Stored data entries
//! Mock implementations for testing
//!
//! Host-side stand-ins for every platform seam. The SPI pieces are
//! simulators rather than scripted mocks: [`SimCard`] and [`SimFlash`]
//! speak their protocols byte by byte, and [`sim_bus`] routes each clocked
//! byte to whichever chip select is low, so the real drivers run unmodified
//! against them.
//!
//! Use `embedded-hal-mock` instead where an exact transaction sequence is the
//! thing under test.

#![cfg(any(test, feature = "std"))]
#![allow(clippy::arithmetic_side_effects)]
#![allow(clippy::indexing_slicing)]
#![allow(clippy::cast_possible_truncation)]

mod card;
mod clock;
mod flash;
mod outputs;
mod storage;

use std::cell::RefCell;
use std::convert::Infallible;
use std::rc::Rc;

use embedded_hal::digital::{ErrorType as DigitalErrorType, OutputPin};
use embedded_hal::spi::{ErrorType as SpiErrorType, SpiBus};

use crate::peripheral::{Chip, SpiClock};

pub use card::{CardCommand, SimCard, SimCardKind};
pub use clock::{MockClock, ScriptedButton};
pub use flash::{FlashOp, SimFlash};
pub use outputs::{MockDac, MockLine, MockPower, MockPowerControl, Recording};
pub use storage::{MemoryStorage, MemoryStorageError};

struct BusState {
    card: SimCard,
    flash: SimFlash,
    card_selected: bool,
    flash_selected: bool,
    frequencies: Vec<u32>,
    contention: bool,
    disabled: bool,
}

impl BusState {
    fn exchange(&mut self, mosi: u8) -> u8 {
        if self.disabled {
            return 0xFF;
        }
        match (self.card_selected, self.flash_selected) {
            (true, false) => self.card.exchange(mosi),
            (false, true) => self.flash.exchange(mosi),
            (false, false) => {
                self.card.idle_clock();
                0xFF
            }
            (true, true) => {
                self.contention = true;
                0xFF
            }
        }
    }
}

/// Test-side handle on a simulated bus.
#[derive(Clone)]
pub struct SimBus {
    state: Rc<RefCell<BusState>>,
}

impl SimBus {
    /// Whether the card chip select is low.
    pub fn card_selected(&self) -> bool {
        self.state.borrow().card_selected
    }

    /// Whether the flash chip select is low.
    pub fn flash_selected(&self) -> bool {
        self.state.borrow().flash_selected
    }

    /// Whether both chips were ever selected at once.
    pub fn contention(&self) -> bool {
        self.state.borrow().contention
    }

    /// Last clock rate programmed, or 0 if none.
    pub fn frequency(&self) -> u32 {
        self.state.borrow().frequencies.last().copied().unwrap_or(0)
    }

    /// Whether the peripheral has been switched off.
    pub fn spi_disabled(&self) -> bool {
        self.state.borrow().disabled
    }

    /// Every clock rate programmed, in order.
    pub fn frequencies(&self) -> Vec<u32> {
        self.state.borrow().frequencies.clone()
    }

    /// Inspect or adjust the simulated card.
    pub fn card<R>(&self, f: impl FnOnce(&mut SimCard) -> R) -> R {
        f(&mut self.state.borrow_mut().card)
    }

    /// Inspect or adjust the simulated flash.
    pub fn flash<R>(&self, f: impl FnOnce(&mut SimFlash) -> R) -> R {
        f(&mut self.state.borrow_mut().flash)
    }
}

/// SPI peripheral side of a simulated bus.
pub struct MockSpi {
    state: Rc<RefCell<BusState>>,
}

impl SpiErrorType for MockSpi {
    type Error = Infallible;
}

impl SpiBus<u8> for MockSpi {
    fn read(&mut self, words: &mut [u8]) -> Result<(), Self::Error> {
        let mut state = self.state.borrow_mut();
        for word in words {
            *word = state.exchange(0xFF);
        }
        Ok(())
    }

    fn write(&mut self, words: &[u8]) -> Result<(), Self::Error> {
        let mut state = self.state.borrow_mut();
        for &word in words {
            state.exchange(word);
        }
        Ok(())
    }

    fn transfer(&mut self, read: &mut [u8], write: &[u8]) -> Result<(), Self::Error> {
        let mut state = self.state.borrow_mut();
        let len = read.len().max(write.len());
        for i in 0..len {
            let out = write.get(i).copied().unwrap_or(0xFF);
            let received = state.exchange(out);
            if let Some(slot) = read.get_mut(i) {
                *slot = received;
            }
        }
        Ok(())
    }

    fn transfer_in_place(&mut self, words: &mut [u8]) -> Result<(), Self::Error> {
        let mut state = self.state.borrow_mut();
        for word in words {
            *word = state.exchange(*word);
        }
        Ok(())
    }

    fn flush(&mut self) -> Result<(), Self::Error> {
        Ok(())
    }
}

impl SpiClock for MockSpi {
    fn set_frequency(&mut self, hz: u32) {
        self.state.borrow_mut().frequencies.push(hz);
    }

    fn disable(&mut self) {
        self.state.borrow_mut().disabled = true;
    }
}

/// Chip-select line of a simulated bus.
pub struct MockCs {
    state: Rc<RefCell<BusState>>,
    chip: Chip,
}

impl DigitalErrorType for MockCs {
    type Error = Infallible;
}

impl OutputPin for MockCs {
    fn set_low(&mut self) -> Result<(), Self::Error> {
        let mut state = self.state.borrow_mut();
        match self.chip {
            Chip::Card => {
                if !state.card_selected {
                    state.card_selected = true;
                    state.card.select();
                }
            }
            Chip::Flash => {
                if !state.flash_selected {
                    state.flash_selected = true;
                    state.flash.select();
                }
            }
        }
        Ok(())
    }

    fn set_high(&mut self) -> Result<(), Self::Error> {
        let mut state = self.state.borrow_mut();
        match self.chip {
            Chip::Card => {
                if state.card_selected {
                    state.card_selected = false;
                    state.card.deselect();
                }
            }
            Chip::Flash => {
                if state.flash_selected {
                    state.flash_selected = false;
                    state.flash.deselect();
                }
            }
        }
        Ok(())
    }
}

/// Build a simulated bus with `card` and `flash` attached.
///
/// Returns the SPI peripheral, the card and flash chip selects, and a
/// handle for inspecting the simulated devices.
pub fn sim_bus(card: SimCard, flash: SimFlash) -> (MockSpi, MockCs, MockCs, SimBus) {
    let state = Rc::new(RefCell::new(BusState {
        card,
        flash,
        card_selected: false,
        flash_selected: false,
        frequencies: Vec::new(),
        contention: false,
        disabled: false,
    }));
    (
        MockSpi {
            state: Rc::clone(&state),
        },
        MockCs {
            state: Rc::clone(&state),
            chip: Chip::Card,
        },
        MockCs {
            state: Rc::clone(&state),
            chip: Chip::Flash,
        },
        SimBus { state },
    )
}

> **WORK TASK**
Return every line in the records that includes the string "handle".

> **TASK ANSWER**
/// Test-side handle on a simulated bus.
/// handle for inspecting the simulated devices.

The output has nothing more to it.